Free the Vote North Carolina
- Founded: June 14, 2008
- Founder: Jordon M. Greene
- Type: Issue Advocacy PAC
- Focus: Ballot access and Candidate Nomination Reform
- Location: Charlotte, North Carolina;
- Region served: North Carolina
- Method: Education, Advocacy
- Revenue: Donations

= Free the Vote North Carolina =

Organization

Free the Vote North Carolina (founded in June 2008) is a North Carolina-focused Political Action Committee with the primary goal of lobbying for ballot access reform, to reduce burden on political third parties and unaffiliated candidates. The group seeks to educate North Carolinians about ballot access in their state, and equip voters with the knowledge of where candidates stand on voting right. They also advocate for the reformation of the State's candidate nomination system, and the system of primary elections.

Free the Vote North Carolina was founded as the North Carolinians for Free and Proper Elections, or NCFPE, in June 2008 by Jordon M. Greene, who at the time was a sophomore political science major at the University of North Carolina at Charlotte.

==Legislative projects==

===2009===
In 2009, the NCFPE introduced its first legislative project in ballot access law with its Electoral Freedom Act of 2009. The bill was introduced by North Carolina State Senator Jim Jacumin on March 19, 2009 as Senate Bill 731. Soon after, North Carolina State Senator Andrew C. Brock signed on as a Co-Sponsor of the bill.

On March 24, 2009, the bill was referred to the Senate Committee on the Judiciary I, where it was never brought back up; it died in committee when it missed the legislative cross-over deadline for non-appropriation/budget bills. The goal of the Electoral Freedom Act of 2009 was to amend NC Election Law in NCGS Chapter 163 to reduce the number of signatures needed for political third parties and unaffiliated candidates to obtain access to the NC election ballot.

===2011===
On February 3, 2011, Free the Vote North Carolina's 2011 ballot access reform bill proposal was introduced by State Representatives Stephen LaRoque, Glen Bradley, Paul Luebke and Jean Farmer-Butterfield in the form of House Bill 32 – the Electoral Freedom Act of 2011. The goal of this bill was similar to that of the bill proposed in 2009, but it would also have eliminated the existing requirement for write-in candidates to obtain signatures in order for their votes to be counted.

==Lawsuits==

Free the Vote North Carolina (as the NCFPE), along with other organizations, submitted an amicus curiae brief in support of the Libertarian Party of NC and NC Green Party's case against the State of North Carolina and appealing the decision made by the North Carolina Court of Appeals in favor of the State on October 20, 2009. On March 11, 2011, the North Carolina Supreme Court, in a 5–1 decision, ruled in favor of the State, upholding North Carolina's existing ballot access rules.

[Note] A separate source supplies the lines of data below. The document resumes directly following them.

#[cfg(test)]
mod tests {
    use super::*;
    use crate::auth::jwt::{create_identity_token, IdentityClaims, JwtIdentityVerifier};
    use crate::auth::tenant::SELECTED_ACCOUNT_HEADER;
    use crate::models::account::AccountPlan;
    use crate::store::memory::InMemoryStore;
    use axum::http::{header, HeaderValue, StatusCode};
    use std::time::Duration;

    const SECRET: &str = "test-secret-key-at-least-32-bytes-long";

    struct Fixture {
        store: Arc<InMemoryStore>,
        resolver: AuthResolver,
    }

    fn fixture() -> Fixture {
        let store = Arc::new(InMemoryStore::new());
        let resolver = AuthResolver::new(
            Arc::new(JwtIdentityVerifier::new(SECRET)),
            store.clone(),
            store.clone(),
            store.clone(),
            AuditSink::new(store.clone()),
            ResolverSettings::default(),
        );
        Fixture { store, resolver }
    }

    fn headers_for(user_id: Uuid, account: Option<Uuid>) -> HeaderMap {
        let token =
            create_identity_token(&IdentityClaims::for_user(user_id, "u@example.com"), SECRET)
                .unwrap();
        let mut headers = HeaderMap::new();
        headers.insert(
            header::AUTHORIZATION,
            HeaderValue::from_str(&format!("Bearer {}", token)).unwrap(),
        );
        if let Some(id) = account {
            headers.insert(
                SELECTED_ACCOUNT_HEADER,
                HeaderValue::from_str(&id.to_string()).unwrap(),
            );
        }
        headers
    }

    fn meta() -> RequestMeta {
        RequestMeta {
            endpoint: "GET /v1/account".into(),
            ip_address: Some("203.0.113.7".into()),
            user_agent: Some("test".into()),
        }
    }

    async fn wait_for_events(store: &InMemoryStore, count: usize) -> Vec<crate::models::audit::AuditEvent> {
        for _ in 0..100 {
            let events = store.audit_events().await;
            if events.len() >= count {
                return events;
            }
            tokio::time::sleep(Duration::from_millis(10)).await;
        }
        store.audit_events().await
    }

    #[test]
    fn test_request_meta() {
        let mut headers = HeaderMap::new();
        headers.insert("x-forwarded-for", HeaderValue::from_static("198.51.100.4, 10.0.0.1"));
        headers.insert("x-real-ip", HeaderValue::from_static("10.0.0.9"));
        headers.insert(header::USER_AGENT, HeaderValue::from_static("curl/8.0"));

        let meta = RequestMeta::from_request(&Method::PATCH, "/v1/account/members/x", &headers);
        assert_eq!(meta.endpoint, "PATCH /v1/account/members/x");
        assert_eq!(meta.ip_address.as_deref(), Some("198.51.100.4"));
        assert_eq!(meta.user_agent.as_deref(), Some("curl/8.0"));

        headers.remove("x-forwarded-for");
        let meta = RequestMeta::from_request(&Method::GET, "/", &headers);
        assert_eq!(meta.ip_address.as_deref(), Some("10.0.0.9"));
    }

    #[tokio::test]
    async fn test_user_only_skips_tenant_lookups() {
        let f = fixture();
        let user_id = Uuid::new_v4();

        let ctx = f
            .resolver
            .authorize(&headers_for(user_id, None), &meta(), AuthOptions::USER)
            .await
            .unwrap();

        assert_eq!(ctx.user_id(), user_id);
        assert!(ctx.tenant.is_none());
        assert_eq!(f.store.read_count(), 0);
    }

    #[tokio::test]
    async fn test_account_resolution_with_role() {
        let f = fixture();
        let user_id = Uuid::new_v4();
        let account = f
            .store
            .insert_account("Bakery", AccountPlan::Pro, None, Utc::now())
            .await;
        f.store
            .insert_membership(account.id, user_id, MembershipRole::Member)
            .await;

        let ctx = f
            .resolver
            .authorize(&headers_for(user_id, Some(account.id)), &meta(), AuthOptions::ACCOUNT)
            .await
            .unwrap();

        let tenant = ctx.tenant().unwrap();
        assert_eq!(tenant.account_id, account.id);
        assert_eq!(tenant.role, MembershipRole::Member);
        assert_ne!(tenant.account_id, user_id);
    }

    #[tokio::test]
    async fn test_creator_grace_still_requires_membership() {
        let f = fixture();
        let user_id = Uuid::new_v4();
        let account = f
            .store
            .insert_account("Fresh", AccountPlan::Free, Some(user_id), Utc::now())
            .await;

        let err = f
            .resolver
            .authorize(&headers_for(user_id, Some(account.id)), &meta(), AuthOptions::ACCOUNT)
            .await
            .unwrap_err();
        assert_eq!(err, AuthFailure::MembershipDenied { account_id: account.id });

        f.store
            .insert_membership(account.id, user_id, MembershipRole::Owner)
            .await;
        assert!(f
            .resolver
            .authorize(&headers_for(user_id, Some(account.id)), &meta(), AuthOptions::ACCOUNT)
            .await
            .is_ok());
    }

    #[tokio::test]
    async fn test_failure_is_audited() {
        let f = fixture();

        let err = f
            .resolver
            .authorize(&HeaderMap::new(), &meta(), AuthOptions::ACCOUNT)
            .await
            .unwrap_err();
        assert_eq!(err.status_code(), StatusCode::UNAUTHORIZED);

        let events = wait_for_events(&f.store, 1).await;
        assert_eq!(events.len(), 1);
        assert_eq!(events[0].event_type, "auth_failure");
        assert!(events[0].actor_id.is_none());
        assert_eq!(events[0].details["reason"], "unauthenticated");
        assert_eq!(events[0].details["ip_address"], "203.0.113.7");
    }

    #[tokio::test]
    async fn test_admin_access_recorded_on_request() {
        let f = fixture();
        let admin = Uuid::new_v4();
        f.store.insert_admin(admin).await;

        let ctx = f
            .resolver
            .authorize(&headers_for(admin, None), &meta(), AuthOptions::ADMIN)
            .await
            .unwrap();
        assert!(ctx.is_admin);

        // Authorizing alone records nothing
        tokio::time::sleep(Duration::from_millis(20)).await;
        assert!(f.store.audit_events().await.is_empty());

        f.resolver.record_access(&ctx, &meta());

        let events = wait_for_events(&f.store, 1).await;
        assert_eq!(events[0].event_type, "api_access");
        assert_eq!(events[0].actor_id, Some(admin));
        assert_eq!(events[0].details["admin"], true);

        let err = f
            .resolver
            .authorize(&headers_for(Uuid::new_v4(), None), &meta(), AuthOptions::ADMIN)
            .await
            .unwrap_err();
        assert_eq!(err.status_code(), StatusCode::FORBIDDEN);
    }

    #[tokio::test]
    async fn test_owner_stage_denies_member() {
        let f = fixture();
        let member = Uuid::new_v4();
        let owner = Uuid::new_v4();
        let account = f
            .store
            .insert_account("Bakery", AccountPlan::Pro, Some(owner), Utc::now())
            .await;
        f.store
            .insert_membership(account.id, owner, MembershipRole::Owner)
            .await;
        f.store
            .insert_membership(account.id, member, MembershipRole::Member)
            .await;

        let err = f
            .resolver
            .authorize(&headers_for(member, None), &meta(), AuthOptions::OWNER)
            .await
            .unwrap_err();
        assert_eq!(err, AuthFailure::InsufficientRole { required: "owner" });

        let events = wait_for_events(&f.store, 1).await;
        assert_eq!(events.len(), 1);
        assert_eq!(events[0].event_type, "auth_failure");
        assert_eq!(events[0].actor_id, Some(member));
        assert_eq!(events[0].details["reason"], "insufficient_role");
        assert_eq!(events[0].details["account_id"], account.id.to_string());

        let ctx = f
            .resolver
            .authorize(&headers_for(owner, None), &meta(), AuthOptions::OWNER)
            .await
            .unwrap();
        assert_eq!(ctx.tenant().unwrap().role, MembershipRole::Owner);
    }

    #[tokio::test]
    async fn test_record_failure_without_user() {
        let f = fixture();

        let failure = AuthFailure::Unauthenticated("invalid cron token".into());
        f.resolver.record_failure(None, &meta(), &failure);

        let events = wait_for_events(&f.store, 1).await;
        assert_eq!(events[0].event_type, "auth_failure");
        assert!(events[0].actor_id.is_none());
        assert_eq!(events[0].details["reason"], "unauthenticated");
        assert!(events[0].details.get("account_id").is_none());
    }
}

Free the Vote North Carolina supported Stephen LaRoque in a case in Kinston, NC, where the US Department of Justice used Section 5 of the Voting Rights Act to deny a voter-approved referendum to change all local elections into non-partisan races. The lawsuit (Stephen LaRoque, et al. v. Eric H. Holder, Jr., et al.) challenged the ability of the federal government to clear or approve election laws passed locally or by states. In December 2010, a US court dismissed the case, stating that the citizens of Kinston, NC do not have standing.

Free the Vote North Carolina supported, and was formed as a response to, the plaintiffs in Bryan E. Greene, et al. v. Gary O. Bartlett, et al. The suit challenged the constitutionality of the NCGS 163-122(a)(2) requirement that unaffiliated candidates for US Congress and other district offices obtain signatures from 4% of the total number of registered voters in their district as of January 1 of the election year. Jordon M. Greene is a plaintiff in the lawsuit along with the primary plaintiff, Bryan E. Greene, who is Jordon's father. In August 2010, a US District Court upheld the law being challenged, siding with the state. Bryan Greene filed an appeal to the court's decision on November 16, 2010.